§ Aim of the task
Would you please return the lines of the material that contain the word "symbols"?
┄┄┄┄┄┄
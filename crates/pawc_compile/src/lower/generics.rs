//! Monomorphization of generic functions, structs, and enums.
//!
//! Generic declarations are single-instance in the AST and multi-instance
//! in the backend. Instantiation is pure substitution: a frame mapping
//! parameter names to *closed* concrete types is pushed for the duration of
//! the instantiation and popped on every exit path, so diagnostics keep
//! pointing at the generic's original source.
//!
//! Instances are cached by mangled name (`id<i32>` → `id_i32`), which is
//! what makes two identical call sites share one backend function. A
//! cross-module `M::f<Ts>` instantiates in the *calling* module's backend
//! so the result is type-consistent with the caller's types.

use std::collections::HashMap;

use pawc_base::{Result, Span};
use pawc_llir::{FuncId, StructId, Ty};
use pawc_syntax::ast::{EnumDecl, StructDecl, Type};

use super::types::enum_record;
use super::{CurrentStruct, Lowerer, StructInfo};
use crate::symbols::SymbolKind;

impl<'a, 'sym> Lowerer<'a, 'sym> {
    // ========================================================================
    // Generic declaration lookup (local first, then cross-module)
    // ========================================================================

    pub(crate) fn lookup_generic_struct(&mut self, name: &str) -> Option<&'a StructDecl> {
        if let Some(decl) = self.generic_structs.get(name) {
            return Some(decl);
        }
        let decl = self
            .symbols
            .lookup(name, &self.module_name)
            .filter(|symbol| symbol.kind == SymbolKind::Type)
            .and_then(|symbol| symbol.ast)
            .and_then(|handle| handle.as_struct())
            .filter(|decl| !decl.generic_params.is_empty())?;
        self.generic_structs.insert(name.to_string(), decl);
        Some(decl)
    }

    fn lookup_generic_enum(&mut self, name: &str) -> Option<&'a EnumDecl> {
        if let Some(decl) = self.generic_enums.get(name) {
            return Some(decl);
        }
        let decl = self
            .symbols
            .lookup(name, &self.module_name)
            .filter(|symbol| symbol.kind == SymbolKind::Type)
            .and_then(|symbol| symbol.ast)
            .and_then(|handle| handle.as_enum())
            .filter(|decl| !decl.generic_params.is_empty())?;
        self.generic_enums.insert(name.to_string(), decl);
        Some(decl)
    }

    /// `Named` type with arguments: a struct or enum instance.
    pub(crate) fn resolve_generic_instance(
        &mut self,
        name: &str,
        args: &[Type],
        span: Span,
    ) -> Result<Ty> {
        if self.lookup_generic_struct(name).is_some() {
            let (id, _) = self.instantiate_generic_struct(name, args, span)?;
            return Ok(Ty::Struct(id));
        }
        if self.lookup_generic_enum(name).is_some() {
            return self.instantiate_generic_enum(name, args, span);
        }
        Err(self.err(format!("unknown generic type '{name}'"), span))
    }

    // ========================================================================
    // Functions
    // ========================================================================

    pub(crate) fn instantiate_generic_function(
        &mut self,
        name: &str,
        type_args: &[Type],
        span: Span,
    ) -> Result<FuncId> {
        let decl = self
            .generic_functions
            .get(name)
            .copied()
            .ok_or_else(|| self.err(format!("unknown generic function '{name}'"), span))?;

        if decl.generic_params.len() != type_args.len() {
            return Err(self.err(
                format!(
                    "'{name}' expects {} type argument(s), got {}",
                    decl.generic_params.len(),
                    type_args.len()
                ),
                span,
            ));
        }

        // Close the arguments under the active substitution so nested
        // generic calls (`id<T>` inside another generic) resolve fully.
        let closed: Vec<Type> = type_args.iter().map(|t| self.substitute_type(t)).collect();
        let mangled = self.mangle(name, &closed)?;

        if let Some(func) = self.module.get_function(&mangled) {
            return Ok(func);
        }

        let frame: HashMap<String, Type> = decl
            .generic_params
            .iter()
            .zip(closed.iter())
            .map(|(param, ty)| (param.name.clone(), ty.clone()))
            .collect();
        self.type_params.push(frame);
        let result = (|| {
            let func = self.declare_function_proto(decl, &mangled)?;
            self.functions.insert(mangled.clone(), func);
            self.emit_function_body(decl, func, None)?;
            Ok(func)
        })();
        self.type_params.pop();
        let func = result?;

        // The instance is an ordinary function symbol, public iff the
        // generic was.
        self.symbols.register_function(
            &self.module_name,
            &mangled,
            decl.is_public,
            Some(decl),
            decl.span,
        )?;
        Ok(func)
    }

    // ========================================================================
    // Structs
    // ========================================================================

    /// Instantiates a generic struct (idempotently) and returns its backend
    /// type together with the mangled name.
    pub(crate) fn instantiate_generic_struct(
        &mut self,
        name: &str,
        type_args: &[Type],
        span: Span,
    ) -> Result<(StructId, String)> {
        let decl = self
            .lookup_generic_struct(name)
            .ok_or_else(|| self.err(format!("unknown generic struct '{name}'"), span))?;

        if decl.generic_params.len() != type_args.len() {
            return Err(self.err(
                format!(
                    "'{name}' expects {} type argument(s), got {}",
                    decl.generic_params.len(),
                    type_args.len()
                ),
                span,
            ));
        }

        let closed: Vec<Type> = type_args.iter().map(|t| self.substitute_type(t)).collect();
        let mangled = self.mangle(name, &closed)?;
        if let Some(info) = self.struct_infos.get(&mangled) {
            return Ok((info.id, mangled));
        }

        // Opaque type first so the fields may refer to the instance itself.
        let id = self.module.create_struct(&mangled);
        self.struct_infos.insert(
            mangled.clone(),
            StructInfo { id, fields: Vec::new(), methods: HashMap::new() },
        );

        let frame: HashMap<String, Type> = decl
            .generic_params
            .iter()
            .zip(closed.iter())
            .map(|(param, ty)| (param.name.clone(), ty.clone()))
            .collect();
        self.type_params.push(frame);
        let result = self.instantiate_struct_inner(decl, id, &mangled, name);
        self.type_params.pop();
        result?;

        self.symbols.register_generic_struct_instance(
            &self.module_name,
            &mangled,
            name,
            decl.is_public,
            decl,
            decl.span,
        )?;
        Ok((id, mangled))
    }

    fn instantiate_struct_inner(
        &mut self,
        decl: &'a StructDecl,
        id: StructId,
        mangled: &str,
        base_name: &str,
    ) -> Result<()> {
        let mut storage = Vec::new();
        let mut fields = Vec::new();
        for field in &decl.fields {
            let logical = self.resolve_type(&field.ty)?;
            storage.push(self.storage_ty(&logical));
            fields.push((field.name.clone(), logical));
        }
        self.module.set_struct_body(id, storage);
        self.struct_infos.get_mut(mangled).unwrap().fields = fields;

        // Methods are instantiated with the struct, under mangled names
        // (`new` of `Pair_i32_string` becomes `new_i32_string`).
        let suffix = mangled
            .strip_prefix(&format!("{base_name}_"))
            .unwrap_or(mangled)
            .to_string();
        for method in &decl.methods {
            let method_name = format!("{}_{}", method.name, suffix);

            let ctx = CurrentStruct { name: mangled.to_string(), id };
            let outer_struct = self.current_struct.replace(ctx.clone());
            let outer_is_method =
                std::mem::replace(&mut self.current_is_method, method.is_method);
            let proto = self.declare_function_proto(method, &method_name);
            self.current_is_method = outer_is_method;
            self.current_struct = outer_struct;

            let func = proto?;
            self.functions.insert(method_name.clone(), func);
            self.struct_infos
                .get_mut(mangled)
                .unwrap()
                .methods
                .insert(method.name.clone(), method_name.clone());

            self.emit_function_body(method, func, Some(ctx))?;
        }
        Ok(())
    }

    // ========================================================================
    // Enums
    // ========================================================================

    /// Registers a concrete enum instance. The layout is the shared
    /// `{ i32 tag, i64 payload }` record; ordinals are inherited from the
    /// generic declaration.
    pub(crate) fn instantiate_generic_enum(
        &mut self,
        name: &str,
        type_args: &[Type],
        span: Span,
    ) -> Result<Ty> {
        let decl = self
            .lookup_generic_enum(name)
            .ok_or_else(|| self.err(format!("unknown generic enum '{name}'"), span))?;

        if decl.generic_params.len() != type_args.len() {
            return Err(self.err(
                format!(
                    "'{name}' expects {} type argument(s), got {}",
                    decl.generic_params.len(),
                    type_args.len()
                ),
                span,
            ));
        }

        let closed: Vec<Type> = type_args.iter().map(|t| self.substitute_type(t)).collect();
        let mangled = self.mangle(name, &closed)?;
        if self.enum_infos.contains_key(&mangled) {
            return Ok(enum_record());
        }

        let frame: HashMap<String, Type> = decl
            .generic_params
            .iter()
            .zip(closed.iter())
            .map(|(param, ty)| (param.name.clone(), ty.clone()))
            .collect();
        self.type_params.push(frame);
        let info = self.build_enum_info(decl);
        self.type_params.pop();

        self.enum_infos.insert(mangled.clone(), info?);
        self.symbols.register_type(
            &self.module_name,
            &mangled,
            decl.is_public,
            Some(crate::symbols::AstHandle::Enum(decl)),
            decl.span,
        )?;
        Ok(enum_record())
    }
}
┄┄┄┄┄┄
§ Solution to the exercise
use crate::symbols::SymbolKind;
            .symbols
            .symbols
        self.symbols.register_function(
        self.symbols.register_generic_struct_instance(
        self.symbols.register_type(
            Some(crate::symbols::AstHandle::Enum(decl)),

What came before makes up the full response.